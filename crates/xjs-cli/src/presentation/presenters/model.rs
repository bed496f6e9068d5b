use crate::presentation::view_models::{CellViewModel, RowViewModel, TableViewModel};
use crate::types::Section;
use xjs_types::tone::{meter_tone, model_status_tone, model_version_tone};
use xjs_types::{Controller, Model, format_instant};

pub const TIMESTAMP_WARNING: &str = "WARNING: Guessing at the controller timestamp";

const COLUMNS: [&str; 9] = [
    "Model",
    "Controller",
    "Cloud/Region",
    "Version",
    "SLA",
    "Timestamp",
    "Model-Status",
    "Meter-Status",
    "Message",
];

/// One row per model. The table already names controller and model, so it
/// never takes prefix columns.
pub fn present_models(controllers: &[Controller]) -> TableViewModel {
    let mut table = TableViewModel::new(Section::Model, &COLUMNS);
    for controller in controllers {
        for model in controller.models() {
            table.rows.push(model_row(controller, model));
        }
    }
    table
}

fn model_row(controller: &Controller, model: &Model) -> RowViewModel {
    let (meter, meter_message) = match &model.meter {
        Some(meter) => (
            CellViewModel::toned(&meter.color, meter_tone(&meter.color)),
            CellViewModel::plain(&meter.message),
        ),
        None => (CellViewModel::empty(), CellViewModel::empty()),
    };

    vec![
        CellViewModel::plain(&model.name),
        CellViewModel::plain(&model.controller),
        CellViewModel::plain(model.cloud_region()),
        CellViewModel::toned(&model.version, model_version_tone(&model.version)),
        CellViewModel::plain(&model.sla),
        CellViewModel::plain(format_instant(&controller.timestamp())),
        CellViewModel::toned(
            &model.status.current,
            model_status_tone(&model.status.current),
        ),
        meter,
        meter_message,
    ]
}

#[cfg(test)]
mod tests {
    use super::super::test_support::load;
    use super::*;
    use xjs_types::Tone;

    #[test]
    fn test_model_row() {
        let table = present_models(&[load("status_2x.yaml")]);
        insta::assert_snapshot!(
            table.plain_rows()[0].join(" | "),
            @"openstack | maas-controller | maas/default | 2.5.1 | unsupported | 20 Jan 2019 09:30:12Z | available | green | all good"
        );
        assert_eq!(table.rows[0][3].tone, Some(Tone::Good));
        assert_eq!(table.rows[0][7].tone, Some(Tone::Good));
    }

    #[test]
    fn test_model_without_meter_leaves_columns_blank() {
        let table = present_models(&[load("status.json")]);
        let rows = table.plain_rows();
        let row = &rows[0];
        assert_eq!(row.len(), COLUMNS.len());
        assert_eq!(&row[7..], ["", ""]);
    }
}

--- --- ---

## [PROBLEM DETAILS]
Count every line of the material above that holds the string "Some", then state only the total.

## [PROBLEM SOLUTION]
3